Dead Men's Path

Michael Obi's hopes were fulfilled much earlier than he had expected. (…)

Source: Achebe, Chinua. “Dead Men's Path.” Literature: A Pocket Anthology. Fourth Edition. Edited by R. S. Gwynn. New York: Penguin, 2009 [1953].

Available at [🔗] or pp. 113-5 in [🔗].

current affairs

Princeton’s Institute for Advanced Studies wants to build new housing units and clashes with historical conservationists who object that they would be building on sacred grounds where Washington and his army fought the Battle of Princeton. The New York Times article “Plan by institute in Princeton clashes with a park’s Revolutionary War past” presents the debate. 

links

Lisa W. Foderaro “Plan by institution in Princeton clashes with a park's Revolutionary War past." New York Times, 16 February 2016. [🔗]

questions

1. What is the role of Nancy in the story? What does her reaction to the fact that the other teachers may be unmarried signal?

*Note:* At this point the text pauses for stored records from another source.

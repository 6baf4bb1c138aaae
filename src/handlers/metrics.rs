use axum::{http::StatusCode, response::IntoResponse};
use crate::metrics::render;

pub async fn metrics_handler() -> impl IntoResponse {
    match render() {
        Ok(body) => (StatusCode::OK, body),
        Err(e) => {
            tracing::error!(error = %e, "failed to render metrics");
            (StatusCode::INTERNAL_SERVER_ERROR, e)
        }
    }
}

2. Should the headmaster have given in to the villagers? What if their traditions were harmful? And to some extent they may well be harmful: The villagers may not see the need for medical attention to reduce the neonatal death rate through modern medicine, trusting that the ancestors will look after the children to be born, as long as the path is kept open.

3. Also in the West, there are tensions between the sanctity of place and the demands of modernity. How would you try to arbitrate the conflict between the parties discussing a building project on the Princeton battle grounds, as outlined in the New York Times article “Plan by Institution in Princeton Clashes with a Park's Revolutionary War Past”?